*** RECORD SET ***
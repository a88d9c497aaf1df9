//! Consumer that tallies events before forwarding them to the dispatcher

use std::sync::{Mutex, PoisonError};

use contracts::{CaptureConsumer, CaptureError, DatasetEvent};
use dispatcher::ChannelConsumer;
use observability::CaptureMetricsAggregator;

pub struct RecordingConsumer {
    inner: ChannelConsumer,
    aggregator: Mutex<CaptureMetricsAggregator>,
}

impl RecordingConsumer {
    pub fn new(inner: ChannelConsumer) -> Self {
        Self {
            inner,
            aggregator: Mutex::new(CaptureMetricsAggregator::new()),
        }
    }

    /// Copy of the statistics gathered so far
    pub fn aggregator(&self) -> CaptureMetricsAggregator {
        self.aggregator
            .lock()
            .unwrap_or_else(PoisonError::into_inner)
            .clone()
    }

    /// Events lost because the dispatcher queue was full
    pub fn dropped_events(&self) -> u64 {
        self.inner.dropped_count()
    }
}

impl CaptureConsumer for RecordingConsumer {
    fn consume(&self, event: DatasetEvent) -> Result<(), CaptureError> {
        if let DatasetEvent::Frame(frame) = &event {
            observability::record_frame_emitted(frame);
        }
        self.aggregator
            .lock()
            .unwrap_or_else(PoisonError::into_inner)
            .observe(&event);
        self.inner.consume(event)
    }
}

#[cfg(test)]
mod tests {
    use super::*;
    use contracts::{Epoch, Frame, SimulationMetadata};

    #[tokio::test]
    async fn observes_and_forwards() {
        let (channel, mut rx) = ChannelConsumer::channel(8);
        let recorder = RecordingConsumer::new(channel);

        recorder
            .consume(DatasetEvent::SimulationStarted(SimulationMetadata::new(
                Epoch::FIRST,
            )))
            .unwrap();
        recorder
            .consume(DatasetEvent::Frame(Frame::default()))
            .unwrap();

        let aggregator = recorder.aggregator();
        assert_eq!(aggregator.simulations, 1);
        assert_eq!(aggregator.total_frames, 1);

        assert_eq!(rx.recv().await.unwrap().kind(), "simulation_started");
        assert_eq!(rx.recv().await.unwrap().kind(), "frame");
    }
}
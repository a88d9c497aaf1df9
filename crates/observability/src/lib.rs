//! # Observability
//!
//! 可观测性模块：Tracing + Prometheus 指标。
//!
//! ## 功能
//!
//! - Tracing 初始化 (JSON/Pretty 格式)
//! - Prometheus 指标导出
//! - 采集调度与上报指标收集与统计
//!
//! ## 使用示例
//!
//! ```ignore
//! use observability::{init, CaptureMetricsAggregator};
//!
//! observability::init()?;
//!
//! let mut aggregator = CaptureMetricsAggregator::new();
//! aggregator.observe(&event);
//! println!("{}", aggregator.summary());
//! ```

pub mod metrics;

use anyhow::{Context, Result};
use metrics_exporter_prometheus::PrometheusBuilder;
use tracing_subscriber::{fmt, layer::SubscriberExt, util::SubscriberInitExt, EnvFilter};

// Re-exports
pub use crate::metrics::{
    record_annotation_reported, record_async_resolved, record_capture_reported,
    record_event_dispatched, record_frame_emitted, record_frame_scheduled, record_metric_reported,
    record_pending_depth, record_queue_depth, record_simulation_reset, CaptureMetricsAggregator,
    CaptureSummary, RunningStats, StatsSummary,
};

/// 初始化可观测性（Tracing + Prometheus）
///
/// - Tracing: JSON 格式，支持 RUST_LOG 环境变量
/// - Prometheus: 监听 0.0.0.0:9000
pub fn init() -> Result<()> {
    init_with_config(ObservabilityConfig::default())
}

/// 可观测性配置
#[derive(Debug, Clone)]
pub struct ObservabilityConfig {
    /// 日志格式
    pub log_format: LogFormat,
    /// Prometheus 端口 (None = 禁用)
    pub metrics_port: Option<u16>,
    /// 默认日志级别
    pub default_log_level: String,
}

impl ObservabilityConfig {
    /// 人类可读日志，不启用 Prometheus
    pub fn pretty(level: impl Into<String>) -> Self {
        Self {
            log_format: LogFormat::Pretty,
            metrics_port: None,
            default_log_level: level.into(),
        }
    }
}

impl Default for ObservabilityConfig {
    fn default() -> Self {
        Self {
            log_format: LogFormat::Json,
            metrics_port: Some(9000),
            default_log_level: "info".to_string(),
        }
    }
}

/// 日志格式
#[derive(Debug, Clone, Copy, Default, PartialEq, Eq)]
pub enum LogFormat {
    /// JSON 结构化日志
    #[default]
    Json,
    /// 人类可读格式
    Pretty,
    /// 紧凑单行格式
    Compact,
}

/// 使用自定义配置初始化
pub fn init_with_config(config: ObservabilityConfig) -> Result<()> {
    // 1. Initialize Tracing
    let filter = EnvFilter::try_from_default_env()
        .unwrap_or_else(|_| EnvFilter::new(&config.default_log_level));

    match config.log_format {
        LogFormat::Json => {
            let fmt_layer = fmt::layer()
                .json()
                .with_target(true)
                .with_thread_ids(true)
                .with_thread_names(true)
                .with_file(true)
                .with_line_number(true);

            tracing_subscriber::registry()
                .with(filter)
                .with(fmt_layer)
                .try_init()
                .context("Failed to initialize tracing subscriber")?;
        }
        LogFormat::Pretty => {
            let fmt_layer = fmt::layer().pretty();

            tracing_subscriber::registry()
                .with(filter)
                .with(fmt_layer)
                .try_init()
                .context("Failed to initialize tracing subscriber")?;
        }
        LogFormat::Compact => {
            let fmt_layer = fmt::layer().compact();

            tracing_subscriber::registry()
                .with(filter)
                .with(fmt_layer)
                .try_init()
                .context("Failed to initialize tracing subscriber")?;
        }
    }

    // 2. Initialize Prometheus Exporter (if enabled)
    if let Some(port) = config.metrics_port {
        let builder = PrometheusBuilder::new();
        builder
            .with_http_listener(([0, 0, 0, 0], port))
            .install()
            .context("Failed to install Prometheus recorder")?;

        tracing::info!(port = port, "Prometheus metrics endpoint initialized");
    }

    tracing::info!(
        log_format = ?config.log_format,
        metrics_port = ?config.metrics_port,
        "Observability initialized"
    );

    Ok(())
}

/// 仅初始化 Prometheus 指标（不初始化 Tracing）
///
/// 用于 Tracing 已由其他模块初始化的场景。
pub fn init_metrics_only(port: u16) -> Result<()> {
    let builder = PrometheusBuilder::new();
    builder
        .with_http_listener(([0, 0, 0, 0], port))
        .install()
        .context("Failed to install Prometheus recorder")?;

    tracing::info!(port = port, "Prometheus metrics endpoint initialized");
    Ok(())
}

#[cfg(test)]
mod tests {
    use super::*;

    #[test]
    fn test_default_config() {
        let config = ObservabilityConfig::default();
        assert_eq!(config.metrics_port, Some(9000));
        assert_eq!(config.default_log_level, "info");
    }

    #[test]
    fn test_pretty_config_disables_exporter() {
        let config = ObservabilityConfig::pretty("debug");
        assert_eq!(config.log_format, LogFormat::Pretty);
        assert_eq!(config.metrics_port, None);
        assert_eq!(config.default_log_level, "debug");
    }
}
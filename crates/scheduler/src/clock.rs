//! Simulation clock driven by sensor timing requests

use contracts::{FrameSource, FrameTick};
use tracing::trace;

/// Fixed-step clock that honours the delta requested by the registry.
///
/// The first tick is frame 0 at time 0. Later ticks advance by the requested
/// delta, or by `default_delta` when no sensor asks for one.
#[derive(Debug, Clone)]
pub struct SimulationClock {
    default_delta: f64,
    current: Option<FrameTick>,
}

impl SimulationClock {
    pub fn new(default_delta: f64) -> Self {
        Self {
            default_delta,
            current: None,
        }
    }

    pub fn default_delta(&self) -> f64 {
        self.default_delta
    }

    pub fn current(&self) -> Option<FrameTick> {
        self.current
    }
}

impl FrameSource for SimulationClock {
    fn next_tick(&mut self, requested_delta: Option<f64>) -> FrameTick {
        let tick = match self.current {
            None => FrameTick::new(0, 0.0),
            Some(previous) => {
                let delta = requested_delta
                    .filter(|delta| delta.is_finite() && *delta > 0.0)
                    .unwrap_or(self.default_delta);
                FrameTick::new(previous.frame + 1, previous.elapsed + delta)
            }
        };
        trace!(frame = tick.frame, elapsed = tick.elapsed, "clock tick");
        self.current = Some(tick);
        tick
    }
}
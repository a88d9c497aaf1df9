//! Sensor registry and per-frame capture decisions.

use std::collections::{BTreeMap, HashSet};

use contracts::{CaptureError, CaptureTriggerMode, Epoch, FrameTick, SensorDefinition, SensorHandle};
use tracing::{debug, instrument, trace};

/// Tolerance when comparing sequence time against a capture time
pub const CAPTURE_TIME_EPSILON: f64 = 1e-6;

/// Registry state
#[derive(Debug, Clone, Copy, PartialEq)]
enum RegistryState {
    /// No frame has begun yet
    Idle,
    /// Decisions for this frame are frozen
    InFrame(FrameTick),
}

/// A registered sensor and its schedule
#[derive(Debug, Clone)]
pub struct SensorEntry {
    handle: SensorHandle,
    definition: SensorDefinition,
    enabled: bool,
    /// Sequence time of the first scheduled capture
    schedule_origin: f64,
    /// Index of the next capture slot on the `origin + slot * interval` grid
    next_slot: u64,
    capture_requested: bool,
    capture_count: u64,
    last_capture_frame: Option<u64>,
}

impl SensorEntry {
    fn new(handle: SensorHandle, definition: SensorDefinition, sequence_time: f64) -> Self {
        let schedule_origin = sequence_time
            + f64::from(definition.first_capture_frame) * definition.simulation_delta_time;
        Self {
            handle,
            definition,
            enabled: true,
            schedule_origin,
            next_slot: 0,
            capture_requested: false,
            capture_count: 0,
            last_capture_frame: None,
        }
    }

    pub fn handle(&self) -> SensorHandle {
        self.handle
    }

    pub fn definition(&self) -> &SensorDefinition {
        &self.definition
    }

    pub fn is_enabled(&self) -> bool {
        self.enabled
    }

    pub fn is_manual(&self) -> bool {
        self.definition.trigger_mode == CaptureTriggerMode::Manual
    }

    pub fn capture_requested(&self) -> bool {
        self.capture_requested
    }

    pub fn capture_count(&self) -> u64 {
        self.capture_count
    }

    pub fn last_capture_frame(&self) -> Option<u64> {
        self.last_capture_frame
    }

    /// Sequence time of the next scheduled capture (`None` for manual sensors)
    pub fn next_capture_time(&self) -> Option<f64> {
        if self.is_manual() {
            return None;
        }
        Some(self.schedule_origin + self.next_slot as f64 * self.definition.capture_interval())
    }

    /// Time until the next frame this sensor wants simulated.
    ///
    /// Scheduled sensors step on their `simulation_delta_time` grid so the
    /// frames between two captures are simulated too.
    fn requested_gap(&self, now: f64) -> f64 {
        let delta = self.definition.simulation_delta_time;
        match self.next_capture_time() {
            None => delta,
            Some(next) => {
                let steps = ((now + CAPTURE_TIME_EPSILON - self.schedule_origin) / delta).floor() + 1.0;
                let next_frame = self.schedule_origin + steps * delta;
                next_frame.min(next) - now
            }
        }
    }

    fn reschedule(&mut self, sequence_time: f64) {
        self.schedule_origin = sequence_time
            + f64::from(self.definition.first_capture_frame) * self.definition.simulation_delta_time;
        self.next_slot = 0;
    }

    /// Decide for the frame at `sequence_time`, advancing the schedule when capturing
    fn evaluate(&mut self, sequence_time: f64) -> bool {
        if self.is_manual() {
            return std::mem::take(&mut self.capture_requested);
        }

        let interval = self.definition.capture_interval();
        let due = self.schedule_origin + self.next_slot as f64 * interval;
        if sequence_time + CAPTURE_TIME_EPSILON < due {
            return false;
        }

        // Skip slots missed while disabled so captures stay on the grid
        let elapsed_slots = ((sequence_time + CAPTURE_TIME_EPSILON - self.schedule_origin)
            / interval)
            .floor()
            .max(0.0) as u64;
        self.next_slot = elapsed_slots + 1;
        true
    }
}

/// Per-frame decision summary
#[derive(Debug, Clone, Default)]
pub struct FrameDecisions {
    pub frame: u64,
    pub sequence_time: f64,
    pub capturing: Vec<SensorHandle>,
}

/// Registry of the sensors of one simulation
#[derive(Debug)]
pub struct SensorRegistry {
    epoch: Epoch,
    next_id: u64,
    sensors: BTreeMap<u64, SensorEntry>,
    state: RegistryState,
    sequence_start: f64,
    restart_sequence: bool,
    /// Sensors capturing in the current frame, frozen at frame begin
    capturing: HashSet<u64>,
}

impl SensorRegistry {
    pub fn new(epoch: Epoch) -> Self {
        Self {
            epoch,
            next_id: 1,
            sensors: BTreeMap::new(),
            state: RegistryState::Idle,
            sequence_start: 0.0,
            restart_sequence: false,
            capturing: HashSet::new(),
        }
    }

    pub fn epoch(&self) -> Epoch {
        self.epoch
    }

    pub fn len(&self) -> usize {
        self.sensors.len()
    }

    pub fn is_empty(&self) -> bool {
        self.sensors.is_empty()
    }

    pub fn iter(&self) -> impl Iterator<Item = &SensorEntry> {
        self.sensors.values()
    }

    /// Current host frame, if one has begun
    pub fn current_frame(&self) -> Option<FrameTick> {
        match self.state {
            RegistryState::Idle => None,
            RegistryState::InFrame(tick) => Some(tick),
        }
    }

    /// Simulation time since the current sequence started
    pub fn sequence_time(&self) -> f64 {
        match self.state {
            RegistryState::Idle => 0.0,
            RegistryState::InFrame(tick) => tick.elapsed - self.sequence_start,
        }
    }

    #[instrument(
        name = "registry_register",
        skip(self, definition),
        fields(epoch = %self.epoch, modality = %definition.modality)
    )]
    pub fn register(&mut self, definition: SensorDefinition) -> Result<SensorHandle, CaptureError> {
        definition.validate()?;

        let handle = SensorHandle::new(self.next_id, self.epoch);
        self.next_id += 1;

        let entry = SensorEntry::new(handle, definition, self.sequence_time());
        debug!(
            sensor = %handle,
            trigger_mode = ?entry.definition.trigger_mode,
            first_capture_time = ?entry.next_capture_time(),
            "sensor registered"
        );
        self.sensors.insert(handle.id(), entry);
        Ok(handle)
    }

    /// Membership test against this registry's epoch and id table
    pub fn contains(&self, handle: &SensorHandle) -> bool {
        !handle.is_nil() && handle.epoch() == self.epoch && self.sensors.contains_key(&handle.id())
    }

    pub fn get(&self, handle: &SensorHandle) -> Result<&SensorEntry, CaptureError> {
        if !self.contains(handle) {
            return Err(CaptureError::invalid_handle("sensor", handle));
        }
        self.sensors
            .get(&handle.id())
            .ok_or_else(|| CaptureError::invalid_handle("sensor", handle))
    }

    fn get_mut(&mut self, handle: &SensorHandle) -> Result<&mut SensorEntry, CaptureError> {
        if !self.contains(handle) {
            return Err(CaptureError::invalid_handle("sensor", handle));
        }
        self.sensors
            .get_mut(&handle.id())
            .ok_or_else(|| CaptureError::invalid_handle("sensor", handle))
    }

    pub fn is_enabled(&self, handle: &SensorHandle) -> Result<bool, CaptureError> {
        Ok(self.get(handle)?.enabled)
    }

    pub fn set_enabled(&mut self, handle: &SensorHandle, enabled: bool) -> Result<(), CaptureError> {
        let entry = self.get_mut(handle)?;
        if entry.enabled != enabled {
            debug!(sensor = %handle, enabled, "sensor enabled state changed");
        }
        entry.enabled = enabled;
        Ok(())
    }

    /// Queue a capture for the next frame.
    ///
    /// Returns `false` when the sensor is scheduled, in which case the request is ignored.
    pub fn request_capture(&mut self, handle: &SensorHandle) -> Result<bool, CaptureError> {
        let entry = self.get_mut(handle)?;
        if !entry.is_manual() {
            debug!(sensor = %handle, "capture request ignored for scheduled sensor");
            return Ok(false);
        }
        entry.capture_requested = true;
        Ok(true)
    }

    /// Frozen decision for the current frame
    pub fn should_capture(&self, handle: &SensorHandle) -> Result<bool, CaptureError> {
        let entry = self.get(handle)?;
        Ok(entry.enabled && self.capturing.contains(&handle.id()))
    }

    /// Restart sequence time at the next frame and reschedule every sensor from its offset
    pub fn start_new_sequence(&mut self) {
        self.restart_sequence = true;
    }

    /// Evaluate every enabled sensor once for `tick` and freeze the result
    #[instrument(
        name = "registry_begin_frame",
        level = "debug",
        skip(self),
        fields(epoch = %self.epoch, frame = tick.frame, elapsed = tick.elapsed)
    )]
    pub fn begin_frame(&mut self, tick: FrameTick) -> Result<FrameDecisions, CaptureError> {
        if let RegistryState::InFrame(previous) = self.state {
            if tick.frame <= previous.frame {
                return Err(CaptureError::NonMonotonicFrame {
                    frame: tick.frame,
                    previous: previous.frame,
                });
            }
        }

        self.state = RegistryState::InFrame(tick);
        if std::mem::take(&mut self.restart_sequence) {
            self.sequence_start = tick.elapsed;
            for entry in self.sensors.values_mut() {
                entry.reschedule(0.0);
            }
        }

        let sequence_time = self.sequence_time();
        self.capturing.clear();
        let mut capturing = Vec::new();

        for entry in self.sensors.values_mut() {
            if !entry.enabled {
                continue;
            }
            if entry.evaluate(sequence_time) {
                entry.capture_count += 1;
                entry.last_capture_frame = Some(tick.frame);
                self.capturing.insert(entry.handle.id());
                capturing.push(entry.handle);
            }
        }

        trace!(capturing = capturing.len(), sequence_time, "frame decisions frozen");

        Ok(FrameDecisions {
            frame: tick.frame,
            sequence_time,
            capturing,
        })
    }

    /// Frame time the host should simulate next, if any sensor cares
    pub fn requested_delta_time(&self) -> Option<f64> {
        let now = self.sequence_time();
        self.sensors
            .values()
            .filter(|entry| entry.enabled && entry.definition.affects_timing())
            .map(|entry| entry.requested_gap(now))
            .filter(|gap| *gap > CAPTURE_TIME_EPSILON)
            .min_by(f64::total_cmp)
    }
}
*** End of RECORD SET ***
For the string "kind", return every line of the data where it appears.

WRITTEN ANSWER:
        assert_eq!(rx.recv().await.unwrap().kind(), "simulation_started");
        assert_eq!(rx.recv().await.unwrap().kind(), "frame");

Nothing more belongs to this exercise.